Arte ed etica: questo filone di ricerca può rivelarsi la cifra stilistica che farebbe di Palermo un centro di sperimentazione artistica di livello internazionale?
L’arte è il luogo in cui etica ed estetica collimano. La bellezza non è un dato fine a se stesso, ma per quanto mi riguarda è un compito, e si confronta sempre con la dimensione umana e con la storia. Questa idea di bellezza oggi deve essere interpretata in maniera etica. La situazione emergenziale in cui ci troviamo offre l’opportunità di riflettere su queste tematiche fondamentali dell’umanità a cui l’arte ha sempre cercato di dare risposte. Riuscire a innescare un progetto culturale di questo tipo è per Palermo una grande opportunità e dimostra che la città è entrata in un dibattito internazionale e può dare il suo contributo interloquendo su temi globali.

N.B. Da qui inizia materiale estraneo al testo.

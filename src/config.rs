//! YAML configuration file support.
//!
//! One file describes the projection numerics, the axis strategy and where
//! bundles live:
//!
//! ```yaml
//! version: "1.0"
//! name: "sentiment axis"
//!
//! axis:
//!   epsilon: 1.0e-20
//!   degenerate_policy: epsilon_floor   # or: reject
//!   parallel: false
//!
//! strategy:
//!   kind: discriminant                 # or: centroid
//!   n_components: 1
//!   shrinkage: auto                    # or a number in [0, 1]
//!   priors: [0.5, 0.5]
//!
//! bundle:
//!   root: "./bundles"
//!   compression: zstd                  # or: none
//!   level: 3
//! ```
//!
//! `SEMAXIS_BUNDLE_ROOT` and `SEMAXIS_PARALLEL` override the matching fields
//! when [`SemaxisConfig::apply_env_overrides`] is called.

use std::fs;
use std::path::{Path, PathBuf};

use axis::{AxisConfig, AxisError, AxisModel, BundleConfig, CompressionCodec, StrategyConfig};
use serde::{Deserialize, Serialize};
use thiserror::Error;

pub const ENV_BUNDLE_ROOT: &str = "SEMAXIS_BUNDLE_ROOT";
pub const ENV_PARALLEL: &str = "SEMAXIS_PARALLEL";

/// Errors that can occur when loading YAML configuration files
#[derive(Debug, Error)]
pub enum ConfigLoadError {
    #[error("failed to read config file: {0}")]
    FileRead(#[from] std::io::Error),

    #[error("failed to parse YAML: {0}")]
    YamlParse(#[from] serde_yaml::Error),

    #[error("validation error: {0}")]
    Validation(String),

    #[error("unsupported config version: {0}")]
    UnsupportedVersion(String),
}

impl From<AxisError> for ConfigLoadError {
    fn from(err: AxisError) -> Self {
        ConfigLoadError::Validation(err.to_string())
    }
}

/// Top-level configuration.
#[derive(Debug, Clone, PartialEq, Serialize, Deserialize)]
#[serde(rename_all = "snake_case")]
pub struct SemaxisConfig {
    /// Configuration format version
    pub version: String,

    #[serde(default)]
    pub name: Option<String>,

    #[serde(default)]
    pub axis: AxisConfig,

    #[serde(default)]
    pub strategy: StrategyConfig,

    #[serde(default)]
    pub bundle: BundleYamlConfig,
}

impl Default for SemaxisConfig {
    fn default() -> Self {
        Self {
            version: "1.0".to_string(),
            name: None,
            axis: AxisConfig::default(),
            strategy: StrategyConfig::default(),
            bundle: BundleYamlConfig::default(),
        }
    }
}

impl SemaxisConfig {
    /// Load a YAML configuration file from the given path
    pub fn from_file<P: AsRef<Path>>(path: P) -> Result<Self, ConfigLoadError> {
        let content = fs::read_to_string(path)?;
        Self::from_yaml(&content)
    }

    /// Parse YAML configuration from a string
    pub fn from_yaml(yaml: &str) -> Result<Self, ConfigLoadError> {
        let config: SemaxisConfig = serde_yaml::from_str(yaml)?;
        config.validate()?;
        Ok(config)
    }

    pub fn to_yaml(&self) -> Result<String, ConfigLoadError> {
        Ok(serde_yaml::to_string(self)?)
    }

    fn validate(&self) -> Result<(), ConfigLoadError> {
        match self.version.as_str() {
            "1.0" | "1" => {}
            v => return Err(ConfigLoadError::UnsupportedVersion(v.to_string())),
        }
        // Building the strategy runs the axis and discriminant checks.
        self.strategy.build(&self.axis)?;
        self.bundle.validate()?;
        Ok(())
    }

    /// Override fields from the process environment.
    pub fn apply_env_overrides(&mut self) -> Result<(), ConfigLoadError> {
        self.apply_overrides_from(|key| std::env::var(key).ok())
    }

    /// Override fields from an arbitrary key lookup.
    pub fn apply_overrides_from<F>(&mut self, lookup: F) -> Result<(), ConfigLoadError>
    where
        F: Fn(&str) -> Option<String>,
    {
        if let Some(root) = lookup(ENV_BUNDLE_ROOT) {
            self.bundle.root = PathBuf::from(root);
        }
        if let Some(raw) = lookup(ENV_PARALLEL) {
            self.axis.parallel = match raw.trim().to_ascii_lowercase().as_str() {
                "1" | "true" | "yes" | "on" => true,
                "0" | "false" | "no" | "off" => false,
                other => {
                    return Err(ConfigLoadError::Validation(format!(
                        "{ENV_PARALLEL} must be a boolean, got '{other}'"
                    )))
                }
            };
        }
        Ok(())
    }

    /// A fresh, unfitted model with the configured strategy and bundle encoding.
    pub fn build_model(&self) -> Result<AxisModel, ConfigLoadError> {
        let model = AxisModel::from_config(&self.strategy, &self.axis)?;
        Ok(model.with_bundle_config(self.bundle.encoding()))
    }

    /// Resolve a bundle name against `bundle.root`. Absolute names are kept.
    pub fn bundle_path(&self, name: &str) -> PathBuf {
        self.bundle.root.join(name)
    }
}

/// Bundle location and encoding.
#[derive(Debug, Clone, PartialEq, Serialize, Deserialize)]
pub struct BundleYamlConfig {
    #[serde(default = "default_root")]
    pub root: PathBuf,

    #[serde(default)]
    pub compression: CompressionCodec,

    #[serde(default = "default_level")]
    pub level: i32,
}

impl BundleYamlConfig {
    fn validate(&self) -> Result<(), ConfigLoadError> {
        if self.compression == CompressionCodec::Zstd && !(1..=22).contains(&self.level) {
            return Err(ConfigLoadError::Validation(format!(
                "bundle.level must be within 1..=22 for zstd, got {}",
                self.level
            )));
        }
        Ok(())
    }

    pub fn encoding(&self) -> BundleConfig {
        BundleConfig::new(self.compression, self.level)
    }
}

impl Default for BundleYamlConfig {
    fn default() -> Self {
        Self {
            root: default_root(),
            compression: CompressionCodec::default(),
            level: default_level(),
        }
    }
}

fn default_root() -> PathBuf {
    PathBuf::from(".")
}

fn default_level() -> i32 {
    3
}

Dopo anni di turbolenze gestionali, lo ZAC sta finalmente vedendo la luce con una buona programmazione di mostre. Che tipo di interventi sono stati necessari per risollevare le sorti di questo spazio? È possibile farne un punto di riferimento per il contemporaneo?
Quando sono arrivato, il progetto ZAC sui giovani artisti non funzionava più. Ho trovato uno spazio chiuso e abbandonato. Ho dovuto fare delle scelte, ho deciso di dare una dimensione internazionale allo spazio, creando una programmazione coerente con gli orizzonti dell’amministrazione in tema di accoglienza e diversità. Questa linea ha portato alle mostre di Regina Jose Galindo, Mauro D’Agati, Hermann Nitsch, Letizia Battaglia, Mustafa Sabbagh, Ernesto Bazan, a ottobre sarà la volta di Cuba. Tatuare la storia (attualmente in corso al PAC di Milano), e a breve annunceremo la programmazione della prossima stagione. Questo ha dato la possibilità di fare entrare ZAC e i nostri artisti in un circuito internazionale e i legami che si stanno costruendo con il PAC e il MAXXI rientrano in questo nuovo indirizzo. Il progetto iniziale di ZAC invece è stato spostato a Palazzo Ziino dove, in collaborazione con l’Accademia di Belle Arti, da settembre partirà la programmazione sull’arte giovane palermitana.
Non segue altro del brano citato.